§ **Assigned task**:
Working line by line, output the entries below exactly as they appear.

(Collected data entries)

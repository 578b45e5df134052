//! Handlers for the `/branches` resource.

use abaad_core::error::CoreError;
use abaad_core::types::DbId;
use abaad_core::validation::{missing, non_blank, positive_id};
use abaad_db::models::branch::{Branch, BranchInput, BranchRecord};
use abaad_db::repositories::BranchRepo;
use axum::extract::State;
use axum::http::StatusCode;
use axum::Json;

use crate::error::{AppError, AppResult};
use crate::extract::{AppJson, AppPath};
use crate::response::{Created, MessageResponse};
use crate::state::AppState;

const ENTITY: &str = "Branch";

/// Check required fields and normalize optionals.
fn validate(input: &BranchInput) -> Result<BranchRecord, CoreError> {
    let (Some(name), Some(city)) = (non_blank(&input.name), non_blank(&input.city)) else {
        return Err(missing("BranchName and City required"));
    };
    Ok(BranchRecord {
        name,
        city,
        address: non_blank(&input.address),
        phone_number: non_blank(&input.phone_number),
        manager_id: positive_id(input.manager_id),
    })
}

/// GET /api/branches
pub async fn list(State(state): State<AppState>) -> AppResult<Json<Vec<Branch>>> {
    let branches = BranchRepo::list(&state.pool).await?;
    Ok(Json(branches))
}

/// GET /api/branches/{id}
pub async fn get_by_id(
    State(state): State<AppState>,
    AppPath(id): AppPath<DbId>,
) -> AppResult<Json<Branch>> {
    let branch = BranchRepo::find_by_id(&state.pool, id)
        .await?
        .ok_or(AppError::Core(CoreError::not_found(ENTITY, id)))?;
    Ok(Json(branch))
}

/// POST /api/branches
///
/// A `ManagerID` in the body assigns the manager in the same transaction.
pub async fn create(
    State(state): State<AppState>,
    AppJson(input): AppJson<BranchInput>,
) -> AppResult<(StatusCode, Json<Created>)> {
    let record = validate(&input)?;
    let id = BranchRepo::create(&state.pool, &record).await?;
    tracing::info!(branch_id = id, manager_id = ?record.manager_id, "Branch created");
    Ok((StatusCode::CREATED, Json(Created::new(ENTITY, "BranchID", id))))
}

/// PUT /api/branches/{id}
pub async fn update(
    State(state): State<AppState>,
    AppPath(id): AppPath<DbId>,
    AppJson(input): AppJson<BranchInput>,
) -> AppResult<Json<MessageResponse>> {
    let record = validate(&input)?;
    if !BranchRepo::update(&state.pool, id, &record).await? {
        return Err(CoreError::not_found(ENTITY, id).into());
    }
    Ok(Json(MessageResponse::updated(ENTITY)))
}

/// DELETE /api/branches/{id}
pub async fn delete(
    State(state): State<AppState>,
    AppPath(id): AppPath<DbId>,
) -> AppResult<Json<MessageResponse>> {
    if BranchRepo::delete(&state.pool, id).await? {
        Ok(Json(MessageResponse::deleted(ENTITY)))
    } else {
        Err(AppError::Core(CoreError::not_found(ENTITY, id)))
    }
}

#[cfg(test)]
mod tests {
    use assert_matches::assert_matches;

    use super::*;

    #[test]
    fn city_is_required() {
        let input = BranchInput {
            name: Some("Riyadh HQ".into()),
            city: Some("  ".into()),
            ..Default::default()
        };
        assert_matches!(
            validate(&input),
            Err(CoreError::Validation(msg)) if msg == "BranchName and City required"
        );
    }

    #[test]
    fn zero_manager_id_means_no_manager() {
        let input = BranchInput {
            name: Some("Riyadh HQ".into()),
            city: Some("Riyadh".into()),
            address: Some("".into()),
            manager_id: Some(0),
            ..Default::default()
        };
        let record = validate(&input).unwrap();
        assert_eq!(record.manager_id, None);
        assert_eq!(record.address, None);
    }
}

§ **Solved exercise**:
repository 578b45e5df134052
//! Handlers for the `/branches` resource.

use abaad_core::error::CoreError;
use abaad_core::types::DbId;
use abaad_core::validation::{missing, non_blank, positive_id};
use abaad_db::models::branch::{Branch, BranchInput, BranchRecord};
use abaad_db::repositories::BranchRepo;
use axum::extract::State;
use axum::http::StatusCode;
use axum::Json;

use crate::error::{AppError, AppResult};
use crate::extract::{AppJson, AppPath};
use crate::response::{Created, MessageResponse};
use crate::state::AppState;

const ENTITY: &str = "Branch";

/// Check required fields and normalize optionals.
fn validate(input: &BranchInput) -> Result<BranchRecord, CoreError> {
    let (Some(name), Some(city)) = (non_blank(&input.name), non_blank(&input.city)) else {
        return Err(missing("BranchName and City required"));
    };
    Ok(BranchRecord {
        name,
        city,
        address: non_blank(&input.address),
        phone_number: non_blank(&input.phone_number),
        manager_id: positive_id(input.manager_id),
    })
}

/// GET /api/branches
pub async fn list(State(state): State<AppState>) -> AppResult<Json<Vec<Branch>>> {
    let branches = BranchRepo::list(&state.pool).await?;
    Ok(Json(branches))
}

/// GET /api/branches/{id}
pub async fn get_by_id(
    State(state): State<AppState>,
    AppPath(id): AppPath<DbId>,
) -> AppResult<Json<Branch>> {
    let branch = BranchRepo::find_by_id(&state.pool, id)
        .await?
        .ok_or(AppError::Core(CoreError::not_found(ENTITY, id)))?;
    Ok(Json(branch))
}

/// POST /api/branches
///
/// A `ManagerID` in the body assigns the manager in the same transaction.
pub async fn create(
    State(state): State<AppState>,
    AppJson(input): AppJson<BranchInput>,
) -> AppResult<(StatusCode, Json<Created>)> {
    let record = validate(&input)?;
    let id = BranchRepo::create(&state.pool, &record).await?;
    tracing::info!(branch_id = id, manager_id = ?record.manager_id, "Branch created");
    Ok((StatusCode::CREATED, Json(Created::new(ENTITY, "BranchID", id))))
}

/// PUT /api/branches/{id}
pub async fn update(
    State(state): State<AppState>,
    AppPath(id): AppPath<DbId>,
    AppJson(input): AppJson<BranchInput>,
) -> AppResult<Json<MessageResponse>> {
    let record = validate(&input)?;
    if !BranchRepo::update(&state.pool, id, &record).await? {
        return Err(CoreError::not_found(ENTITY, id).into());
    }
    Ok(Json(MessageResponse::updated(ENTITY)))
}

/// DELETE /api/branches/{id}
pub async fn delete(
    State(state): State<AppState>,
    AppPath(id): AppPath<DbId>,
) -> AppResult<Json<MessageResponse>> {
    if BranchRepo::delete(&state.pool, id).await? {
        Ok(Json(MessageResponse::deleted(ENTITY)))
    } else {
        Err(AppError::Core(CoreError::not_found(ENTITY, id)))
    }
}

#[cfg(test)]
mod tests {
    use assert_matches::assert_matches;

    use super::*;

    #[test]
    fn city_is_required() {
        let input = BranchInput {
            name: Some("Riyadh HQ".into()),
            city: Some("  ".into()),
            ..Default::default()
        };
        assert_matches!(
            validate(&input),
            Err(CoreError::Validation(msg)) if msg == "BranchName and City required"
        );
    }

    #[test]
    fn zero_manager_id_means_no_manager() {
        let input = BranchInput {
            name: Some("Riyadh HQ".into()),
            city: Some("Riyadh".into()),
            address: Some("".into()),
            manager_id: Some(0),
            ..Default::default()
        };
        let record = validate(&input).unwrap();
        assert_eq!(record.manager_id, None);
        assert_eq!(record.address, None);
    }
}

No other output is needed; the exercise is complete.